In mandating short stays in hospitals and not approving LTACHs and rehabilitation hospitals, one might presume that this is good for skilled nursing facilities (SNF), but that would be wrong because they have now demanded short stays in SNFs as well.  One insurance company has now mandated that a SNF has to have a patient on their service out in 17 days. In dealing with these issues daily this seems to be a trend that will be long-standing as more and more insurance companies are making these demands.

LTACHs are great places for patients to go that are in need of acute care, but for a longer length of time. Originally, LTACHs were seen as the better choice than keeping a patient in an acute hospital due to lower reimbursement. However, MCR has now changed their reimbursement for LTACHs in that the shorter the stay the more reimbursement they can receive (Kim, et al., 2015).

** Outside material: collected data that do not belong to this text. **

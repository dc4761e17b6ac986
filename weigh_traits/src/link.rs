//! GATT-style transport seam.
//!
//! Requests that take a round trip through the radio (`connect`,
//! `discover_services`) return as soon as the request is accepted; their
//! completion arrives later as a [`LinkEvent`] carrying the same [`Ticket`].
//! Scan results, notifications and unsolicited link loss arrive the same way.
//! Writes are acknowledged synchronously.
use std::fmt;
use std::time::Duration;

use uuid::Uuid;

/// Error type crossing the transport boundary.
pub type LinkError = Box<dyn std::error::Error + Send + Sync>;

/// Correlates an asynchronous request with its completion event.
#[derive(Debug, Clone, Copy, PartialEq, Eq, Hash, PartialOrd, Ord, Default)]
pub struct Ticket(pub u64);

impl Ticket {
    /// The ticket issued after this one.
    #[inline]
    pub fn next(self) -> Self {
        Self(self.0.wrapping_add(1))
    }
}

impl fmt::Display for Ticket {
    fn fmt(&self, f: &mut fmt::Formatter<'_>) -> fmt::Result {
        write!(f, "#{}", self.0)
    }
}

/// One advertisement observed while scanning.
#[derive(Debug, Clone, PartialEq, Eq)]
pub struct DiscoveredDevice {
    pub advertised_name: Option<String>,
    pub identifier: String,
}

impl DiscoveredDevice {
    pub fn new(identifier: impl Into<String>, advertised_name: Option<&str>) -> Self {
        Self {
            advertised_name: advertised_name.map(str::to_owned),
            identifier: identifier.into(),
        }
    }

    /// A device matches when either its advertised name or its identifier
    /// equals the target exactly.
    pub fn matches(&self, target: &str) -> bool {
        self.advertised_name.as_deref() == Some(target) || self.identifier == target
    }
}

/// Everything the transport reports back to the session.
#[derive(Debug, Clone, PartialEq)]
pub enum LinkEvent {
    Advertisement(DiscoveredDevice),
    ScanFailed {
        reason: String,
    },
    Connected {
        ticket: Ticket,
        identifier: String,
    },
    ConnectFailed {
        ticket: Ticket,
        reason: String,
    },
    ServicesDiscovered {
        ticket: Ticket,
    },
    DiscoveryFailed {
        ticket: Ticket,
        reason: String,
    },
    Notification {
        service: Uuid,
        characteristic: Uuid,
        value: Vec<u8>,
    },
    /// The peer dropped an established link without being asked to.
    ///
    /// Implementations must not report a disconnect the session requested
    /// through [`Link::disconnect`]; the session only honours this event
    /// while its own connection to `identifier` is established.
    Disconnected {
        identifier: String,
    },
}

pub trait Link {
    fn start_scan(&mut self) -> Result<(), LinkError>;
    fn stop_scan(&mut self) -> Result<(), LinkError>;

    /// Ask for a connection; completes with `Connected` or `ConnectFailed`.
    fn connect(&mut self, ticket: Ticket, identifier: &str) -> Result<(), LinkError>;

    /// Ask for service discovery; completes with `ServicesDiscovered` or
    /// `DiscoveryFailed`.
    fn discover_services(&mut self, ticket: Ticket) -> Result<(), LinkError>;

    /// Write with response. Returns once the peer acknowledged or `timeout`
    /// elapsed.
    fn write(
        &mut self,
        service: Uuid,
        characteristic: Uuid,
        value: &[u8],
        timeout: Duration,
    ) -> Result<(), LinkError>;

    fn set_notify(
        &mut self,
        service: Uuid,
        characteristic: Uuid,
        enabled: bool,
    ) -> Result<(), LinkError>;

    /// Release the link. Also aborts a pending connect. Completes silently:
    /// no `LinkEvent::Disconnected` follows.
    fn disconnect(&mut self) -> Result<(), LinkError>;
}
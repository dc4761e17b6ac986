//! Wire vocabulary of the scale service.
//!
//! Every payload is ASCII text:
//! - USER_INFO (write): `USER:<user id>;MAT:<material>`
//! - COMMAND (write): `START` or `CONFIRM_RESULT`
//! - WEIGHT_DATA (notify): a decimal weight in grams, e.g. `249.8`
use std::fmt;
use std::str::FromStr;

use serde::Serialize;
use uuid::Uuid;

use crate::error::{SessionError, SessionResult};

pub const SERVICE_UUID: Uuid = Uuid::from_u128(0xab49b033_1163_48db_931c_9c2a3002ee1d);
pub const USER_INFO_CHAR_UUID: Uuid = Uuid::from_u128(0xab49b033_1163_48db_931c_9c2a3002ee1f);
pub const COMMAND_CHAR_UUID: Uuid = Uuid::from_u128(0xab49b033_1163_48db_931c_9c2a3002ee1e);
pub const WEIGHT_DATA_CHAR_UUID: Uuid = Uuid::from_u128(0xab49b033_1163_48db_931c_9c2a3002ee20);

/// Service and characteristic identifiers used by a session.
#[derive(Debug, Clone, Copy, PartialEq, Eq)]
pub struct GattProfile {
    pub service: Uuid,
    pub user_info: Uuid,
    pub command: Uuid,
    pub weight_data: Uuid,
}

impl Default for GattProfile {
    fn default() -> Self {
        Self {
            service: SERVICE_UUID,
            user_info: USER_INFO_CHAR_UUID,
            command: COMMAND_CHAR_UUID,
            weight_data: WEIGHT_DATA_CHAR_UUID,
        }
    }
}

#[derive(Debug, Clone, Copy, PartialEq, Eq, Hash, Serialize)]
#[serde(rename_all = "UPPERCASE")]
pub enum Material {
    Alu,
    Steel,
    Plastic,
}

impl Material {
    pub const ALL: [Self; 3] = [Self::Alu, Self::Steel, Self::Plastic];

    /// Name carried on the wire.
    pub fn as_str(self) -> &'static str {
        match self {
            Self::Alu => "ALU",
            Self::Steel => "STEEL",
            Self::Plastic => "PLASTIC",
        }
    }
}

impl fmt::Display for Material {
    fn fmt(&self, f: &mut fmt::Formatter<'_>) -> fmt::Result {
        f.write_str(self.as_str())
    }
}

impl FromStr for Material {
    type Err = SessionError;

    /// Case-insensitive; the Danish labels `STAAL` and `PLAST` used on the
    /// operator screens are accepted as aliases.
    fn from_str(s: &str) -> Result<Self, Self::Err> {
        match s.trim().to_ascii_uppercase().as_str() {
            "ALU" => Ok(Self::Alu),
            "STEEL" | "STAAL" => Ok(Self::Steel),
            "PLASTIC" | "PLAST" => Ok(Self::Plastic),
            _ => Err(SessionError::Validation(format!(
                "unknown material '{s}' (expected ALU, STEEL or PLASTIC)"
            ))),
        }
    }
}

#[derive(Debug, Clone, Copy, PartialEq, Eq)]
pub enum Command {
    Start,
    ConfirmResult,
}

impl Command {
    pub fn as_str(self) -> &'static str {
        match self {
            Self::Start => "START",
            Self::ConfirmResult => "CONFIRM_RESULT",
        }
    }
}

/// Reject user ids the USER_INFO framing cannot carry.
pub fn validate_user_id(user_id: &str) -> SessionResult<()> {
    if user_id.is_empty() {
        return Err(SessionError::Validation("user id must not be empty".into()));
    }
    if user_id.contains([':', ';']) {
        return Err(SessionError::Validation(format!(
            "user id '{user_id}' must not contain ':' or ';'"
        )));
    }
    Ok(())
}

pub fn encode_user_info(user_id: &str, material: Material) -> SessionResult<Vec<u8>> {
    validate_user_id(user_id)?;
    Ok(format!("USER:{user_id};MAT:{material}").into_bytes())
}

pub fn encode_command(cmd: Command) -> Vec<u8> {
    cmd.as_str().as_bytes().to_vec()
}

/// Parse a WEIGHT_DATA notification into grams.
///
/// Surrounding whitespace and NUL padding are ignored. Anything that is not a
/// finite decimal number is `MalformedReading`.
pub fn decode_reading(bytes: &[u8]) -> SessionResult<f64> {
    let text = std::str::from_utf8(bytes)
        .map_err(|_| SessionError::MalformedReading(String::from_utf8_lossy(bytes).into_owned()))?;
    let trimmed = text.trim_matches(|c: char| c.is_whitespace() || c == '\0');
    match trimmed.parse::<f64>() {
        Ok(v) if v.is_finite() => Ok(v),
        _ => Err(SessionError::MalformedReading(trimmed.to_owned())),
    }
}
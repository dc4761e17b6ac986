//! Sliding-window settle detection.

use std::collections::VecDeque;

/// Readings kept in the window.
pub const STABILITY_WINDOW: usize = 10;
/// Most recent readings that must agree.
pub const STABILITY_READINGS_COUNT: usize = 5;
/// Max spread of those readings in grams. Zero means bit-for-bit equal.
pub const STABILITY_THRESHOLD: f64 = 0.0;

#[derive(Debug, Clone, Copy, PartialEq)]
pub struct StabilityCfg {
    pub window: usize,
    pub readings: usize,
    pub threshold: f64,
}

impl Default for StabilityCfg {
    fn default() -> Self {
        Self {
            window: STABILITY_WINDOW,
            readings: STABILITY_READINGS_COUNT,
            threshold: STABILITY_THRESHOLD,
        }
    }
}

#[derive(Debug, Clone)]
pub struct StabilityDetector {
    cfg: StabilityCfg,
    window: VecDeque<f64>,
    stable: bool,
}

impl Default for StabilityDetector {
    fn default() -> Self {
        Self::new(StabilityCfg::default())
    }
}

impl StabilityDetector {
    /// `readings` is clamped to at least 1 and `window` to at least `readings`.
    pub fn new(cfg: StabilityCfg) -> Self {
        let readings = cfg.readings.max(1);
        let cfg = StabilityCfg {
            window: cfg.window.max(readings),
            readings,
            threshold: cfg.threshold,
        };
        Self {
            cfg,
            window: VecDeque::with_capacity(cfg.window),
            stable: false,
        }
    }

    /// Append a reading (evicting the oldest beyond capacity) and recompute
    /// the verdict.
    pub fn update(&mut self, reading: f64) -> bool {
        while self.window.len() >= self.cfg.window {
            self.window.pop_front();
        }
        self.window.push_back(reading);
        self.stable = self.evaluate();
        self.stable
    }

    pub fn reset(&mut self) {
        self.window.clear();
        self.stable = false;
    }

    pub fn is_stable(&self) -> bool {
        self.stable
    }

    pub fn len(&self) -> usize {
        self.window.len()
    }

    pub fn is_empty(&self) -> bool {
        self.window.is_empty()
    }

    pub fn last(&self) -> Option<f64> {
        self.window.back().copied()
    }

    /// Window contents, oldest first.
    pub fn readings(&self) -> impl Iterator<Item = f64> + '_ {
        self.window.iter().copied()
    }

    pub fn cfg(&self) -> StabilityCfg {
        self.cfg
    }

    fn evaluate(&self) -> bool {
        let n = self.cfg.readings;
        if self.window.len() < n {
            return false;
        }
        let (lo, hi) = self
            .window
            .iter()
            .skip(self.window.len() - n)
            .fold((f64::INFINITY, f64::NEG_INFINITY), |(lo, hi), &x| {
                (lo.min(x), hi.max(x))
            });
        hi - lo <= self.cfg.threshold
    }
}

#[cfg(test)]
mod tests {
    use super::*;

    #[test]
    fn needs_five_readings() {
        let mut d = StabilityDetector::default();
        for _ in 0..4 {
            assert!(!d.update(10.0));
        }
        assert!(d.update(10.0));
    }

    #[test]
    fn one_gram_off_is_not_stable() {
        let mut d = StabilityDetector::default();
        let verdicts: Vec<bool> = [10.0, 10.0, 10.0, 10.0, 11.0]
            .into_iter()
            .map(|r| d.update(r))
            .collect();
        assert_eq!(verdicts.last(), Some(&false));
    }

    #[test]
    fn eleventh_reading_evicts_first() {
        let mut d = StabilityDetector::default();
        for i in 0..11 {
            d.update(f64::from(i));
        }
        assert_eq!(d.len(), STABILITY_WINDOW);
        assert_eq!(d.readings().next(), Some(1.0));
        assert_eq!(d.last(), Some(10.0));
    }

    #[test]
    fn only_the_tail_counts() {
        let mut d = StabilityDetector::default();
        for r in [1.0, 99.0, 5.0, 5.0, 5.0, 5.0, 5.0] {
            d.update(r);
        }
        assert!(d.is_stable());
    }

    #[test]
    fn reset_clears_verdict() {
        let mut d = StabilityDetector::default();
        for _ in 0..5 {
            d.update(3.0);
        }
        assert!(d.is_stable());
        d.reset();
        assert!(!d.is_stable());
        assert!(d.is_empty());
    }

    #[test]
    fn threshold_allows_jitter() {
        let mut d = StabilityDetector::new(StabilityCfg {
            threshold: 0.5,
            ..StabilityCfg::default()
        });
        for r in [10.0, 10.2, 10.4, 10.1, 10.3] {
            d.update(r);
        }
        assert!(d.is_stable());
    }

    #[test]
    fn degenerate_cfg_is_clamped() {
        let d = StabilityDetector::new(StabilityCfg {
            window: 0,
            readings: 0,
            threshold: 0.0,
        });
        assert_eq!(d.cfg().readings, 1);
        assert_eq!(d.cfg().window, 1);
    }
}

In shortening the length of stay for patients in almost every venue, this process can save a substantial amount of money for the government, but at what cost for many patients? Due to the rules on short stays, nurses and doctors witness patients being discharged sooner than their conditions warrants. The positive side is that SNFs have to increase their skill-set because many patients who would have went to an LTACH or rehabilitation hospital are now being denied by companies, but approved for SNF stays. This puts SNFs in a position because scope of practice laws in each state can limit what can be done in a SNF due to the fact that most nurses in SNFs are Licensed Practical Nurses and very few Registered Nurses. Even though a SNF may see a small increase in census, they are not seeing a raise in reimbursement which makes it difficult to have Registered Nurses in the facility.

There are so many aspects to these changes that many people do not know or understand, but the bottom line is the outcome of patients while trying to keep costs manageable.